------ Records for the exercise ------
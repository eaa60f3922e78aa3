//! E-Commerce Public Data Analysis - desktop dashboard
//!
//! Usage: `olist_dashboard [config.json]`. Without a config file the datasets
//! are read from the working directory.

mod gui;

use anyhow::Context;
use eframe::egui;
use gui::DashboardApp;
use log::info;
use olist_dashboard::config::DashboardConfig;
use olist_dashboard::data::DataLoader;
use std::env;

fn main() -> anyhow::Result<()> {
    env_logger::init();

    let config = match env::args().nth(1) {
        Some(path) => DashboardConfig::load(&path)
            .with_context(|| format!("Failed to load config {}", path))?,
        None => DashboardConfig::default(),
    };

    let orders = DataLoader::load_orders(&config.orders_path).with_context(|| {
        format!("Failed to load orders from {}", config.orders_path.display())
    })?;
    let geo = DataLoader::load_geo(&config.geolocation_path).with_context(|| {
        format!(
            "Failed to load geolocation from {}",
            config.geolocation_path.display()
        )
    })?;
    info!("Loaded {} orders and {} geolocation points", orders.len(), geo.len());

    let options = eframe::NativeOptions {
        viewport: egui::ViewportBuilder::default()
            .with_inner_size(config.window_size)
            .with_min_inner_size([1000.0, 650.0])
            .with_title("E-Commerce Public Data Analysis"),
        ..Default::default()
    };

    eframe::run_native(
        "E-Commerce Public Data Analysis",
        options,
        Box::new(move |cc| Ok(Box::new(DashboardApp::new(cc, config, orders, geo)))),
    )
    .map_err(|e| anyhow::anyhow!("GUI error: {}", e))
}
//! Dashboard configuration, read from an optional JSON file.

use crate::stats::DEFAULT_TOP_N;
use serde::{Deserialize, Serialize};
use std::fs;
use std::path::{Path, PathBuf};
use thiserror::Error;

/// Longitude/latitude extent of the Brazil map image: `[west, east, south, north]`.
pub const BRAZIL_MAP_EXTENT: [f64; 4] = [-73.98283055, -33.8, -33.75116944, 5.4];

#[derive(Error, Debug)]
pub enum ConfigError {
    #[error("Failed to read config {path}: {source}")]
    Io {
        path: PathBuf,
        source: std::io::Error,
    },
    #[error("Invalid config {path}: {source}")]
    Parse {
        path: PathBuf,
        source: serde_json::Error,
    },
    #[error("top_categories must be at least 1")]
    InvalidTopCategories,
}

#[derive(Debug, Clone, PartialEq, Serialize, Deserialize)]
#[serde(default)]
pub struct DashboardConfig {
    pub orders_path: PathBuf,
    pub geolocation_path: PathBuf,
    /// Background drawn under the geolocation scatter. Omitted when unset.
    pub map_image_path: Option<PathBuf>,
    pub map_extent: [f64; 4],
    pub top_categories: usize,
    pub export_dir: PathBuf,
    pub window_size: [f32; 2],
}

impl Default for DashboardConfig {
    fn default() -> Self {
        Self {
            orders_path: PathBuf::from("./all_data.csv"),
            geolocation_path: PathBuf::from("./cleaned_geolocation_dataset.csv"),
            map_image_path: None,
            map_extent: BRAZIL_MAP_EXTENT,
            top_categories: DEFAULT_TOP_N,
            export_dir: PathBuf::from("./charts"),
            window_size: [1400.0, 900.0],
        }
    }
}

impl DashboardConfig {
    /// Load from a JSON file. Missing keys fall back to defaults.
    pub fn load(path: impl AsRef<Path>) -> Result<Self, ConfigError> {
        let path = path.as_ref();
        let text = fs::read_to_string(path).map_err(|source| ConfigError::Io {
            path: path.to_path_buf(),
            source,
        })?;
        Self::from_json(&text).map_err(|e| match e {
            ConfigError::Parse { source, .. } => ConfigError::Parse {
                path: path.to_path_buf(),
                source,
            },
            other => other,
        })
    }

    pub fn from_json(text: &str) -> Result<Self, ConfigError> {
        let config: Self = serde_json::from_str(text).map_err(|source| ConfigError::Parse {
            path: PathBuf::new(),
            source,
        })?;
        if config.top_categories == 0 {
            return Err(ConfigError::InvalidTopCategories);
        }
        Ok(config)
    }
}

#[cfg(test)]
mod tests {
    use super::*;

    #[test]
    fn test_partial_config_uses_defaults() {
        let config = DashboardConfig::from_json(
            r#"{ "orders_path": "data/orders.csv", "map_image_path": "brazil.jpg" }"#,
        )
        .unwrap();
        assert_eq!(config.orders_path, PathBuf::from("data/orders.csv"));
        assert_eq!(config.map_image_path, Some(PathBuf::from("brazil.jpg")));
        assert_eq!(config.top_categories, DEFAULT_TOP_N);
        assert_eq!(config.map_extent, BRAZIL_MAP_EXTENT);
    }

    #[test]
    fn test_zero_top_categories_rejected() {
        let result = DashboardConfig::from_json(r#"{ "top_categories": 0 }"#);
        assert!(matches!(result, Err(ConfigError::InvalidTopCategories)));
    }

    #[test]
    fn test_malformed_config() {
        let result = DashboardConfig::from_json("{ not json");
        assert!(matches!(result, Err(ConfigError::Parse { .. })));
    }

    #[test]
    fn test_missing_config_file() {
        let result = DashboardConfig::load("tests/data/no_such_config.json");
        assert!(matches!(result, Err(ConfigError::Io { .. })));
    }
}
//! Stats module - Aggregated dashboard views

mod aggregator;

pub use aggregator::{
    month_label, Aggregator, CategoryCount, DailyOrdersView, DashboardViews, MonthlyBucketView,
    OrderSummary, ReviewScoreBin, TopCategoryView, DEFAULT_TOP_N,
};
------
Exercise brief
Each line of the data is to be transcribed exactly.

Answer to this problem
repository eaa60f3922e78aa3
//! E-Commerce Public Data Analysis - desktop dashboard
//!
//! Usage: `olist_dashboard [config.json]`. Without a config file the datasets
//! are read from the working directory.

mod gui;

use anyhow::Context;
use eframe::egui;
use gui::DashboardApp;
use log::info;
use olist_dashboard::config::DashboardConfig;
use olist_dashboard::data::DataLoader;
use std::env;

fn main() -> anyhow::Result<()> {
    env_logger::init();

    let config = match env::args().nth(1) {
        Some(path) => DashboardConfig::load(&path)
            .with_context(|| format!("Failed to load config {}", path))?,
        None => DashboardConfig::default(),
    };

    let orders = DataLoader::load_orders(&config.orders_path).with_context(|| {
        format!("Failed to load orders from {}", config.orders_path.display())
    })?;
    let geo = DataLoader::load_geo(&config.geolocation_path).with_context(|| {
        format!(
            "Failed to load geolocation from {}",
            config.geolocation_path.display()
        )
    })?;
    info!("Loaded {} orders and {} geolocation points", orders.len(), geo.len());

    let options = eframe::NativeOptions {
        viewport: egui::ViewportBuilder::default()
            .with_inner_size(config.window_size)
            .with_min_inner_size([1000.0, 650.0])
            .with_title("E-Commerce Public Data Analysis"),
        ..Default::default()
    };

    eframe::run_native(
        "E-Commerce Public Data Analysis",
        options,
        Box::new(move |cc| Ok(Box::new(DashboardApp::new(cc, config, orders, geo)))),
    )
    .map_err(|e| anyhow::anyhow!("GUI error: {}", e))
}
//! Dashboard configuration, read from an optional JSON file.

use crate::stats::DEFAULT_TOP_N;
use serde::{Deserialize, Serialize};
use std::fs;
use std::path::{Path, PathBuf};
use thiserror::Error;

/// Longitude/latitude extent of the Brazil map image: `[west, east, south, north]`.
pub const BRAZIL_MAP_EXTENT: [f64; 4] = [-73.98283055, -33.8, -33.75116944, 5.4];

#[derive(Error, Debug)]
pub enum ConfigError {
    #[error("Failed to read config {path}: {source}")]
    Io {
        path: PathBuf,
        source: std::io::Error,
    },
    #[error("Invalid config {path}: {source}")]
    Parse {
        path: PathBuf,
        source: serde_json::Error,
    },
    #[error("top_categories must be at least 1")]
    InvalidTopCategories,
}

#[derive(Debug, Clone, PartialEq, Serialize, Deserialize)]
#[serde(default)]
pub struct DashboardConfig {
    pub orders_path: PathBuf,
    pub geolocation_path: PathBuf,
    /// Background drawn under the geolocation scatter. Omitted when unset.
    pub map_image_path: Option<PathBuf>,
    pub map_extent: [f64; 4],
    pub top_categories: usize,
    pub export_dir: PathBuf,
    pub window_size: [f32; 2],
}

impl Default for DashboardConfig {
    fn default() -> Self {
        Self {
            orders_path: PathBuf::from("./all_data.csv"),
            geolocation_path: PathBuf::from("./cleaned_geolocation_dataset.csv"),
            map_image_path: None,
            map_extent: BRAZIL_MAP_EXTENT,
            top_categories: DEFAULT_TOP_N,
            export_dir: PathBuf::from("./charts"),
            window_size: [1400.0, 900.0],
        }
    }
}

impl DashboardConfig {
    /// Load from a JSON file. Missing keys fall back to defaults.
    pub fn load(path: impl AsRef<Path>) -> Result<Self, ConfigError> {
        let path = path.as_ref();
        let text = fs::read_to_string(path).map_err(|source| ConfigError::Io {
            path: path.to_path_buf(),
            source,
        })?;
        Self::from_json(&text).map_err(|e| match e {
            ConfigError::Parse { source, .. } => ConfigError::Parse {
                path: path.to_path_buf(),
                source,
            },
            other => other,
        })
    }

    pub fn from_json(text: &str) -> Result<Self, ConfigError> {
        let config: Self = serde_json::from_str(text).map_err(|source| ConfigError::Parse {
            path: PathBuf::new(),
            source,
        })?;
        if config.top_categories == 0 {
            return Err(ConfigError::InvalidTopCategories);
        }
        Ok(config)
    }
}

#[cfg(test)]
mod tests {
    use super::*;

    #[test]
    fn test_partial_config_uses_defaults() {
        let config = DashboardConfig::from_json(
            r#"{ "orders_path": "data/orders.csv", "map_image_path": "brazil.jpg" }"#,
        )
        .unwrap();
        assert_eq!(config.orders_path, PathBuf::from("data/orders.csv"));
        assert_eq!(config.map_image_path, Some(PathBuf::from("brazil.jpg")));
        assert_eq!(config.top_categories, DEFAULT_TOP_N);
        assert_eq!(config.map_extent, BRAZIL_MAP_EXTENT);
    }

    #[test]
    fn test_zero_top_categories_rejected() {
        let result = DashboardConfig::from_json(r#"{ "top_categories": 0 }"#);
        assert!(matches!(result, Err(ConfigError::InvalidTopCategories)));
    }

    #[test]
    fn test_malformed_config() {
        let result = DashboardConfig::from_json("{ not json");
        assert!(matches!(result, Err(ConfigError::Parse { .. })));
    }

    #[test]
    fn test_missing_config_file() {
        let result = DashboardConfig::load("tests/data/no_such_config.json");
        assert!(matches!(result, Err(ConfigError::Io { .. })));
    }
}
//! Stats module - Aggregated dashboard views

mod aggregator;

pub use aggregator::{
    month_label, Aggregator, CategoryCount, DailyOrdersView, DashboardViews, MonthlyBucketView,
    OrderSummary, ReviewScoreBin, TopCategoryView, DEFAULT_TOP_N,
};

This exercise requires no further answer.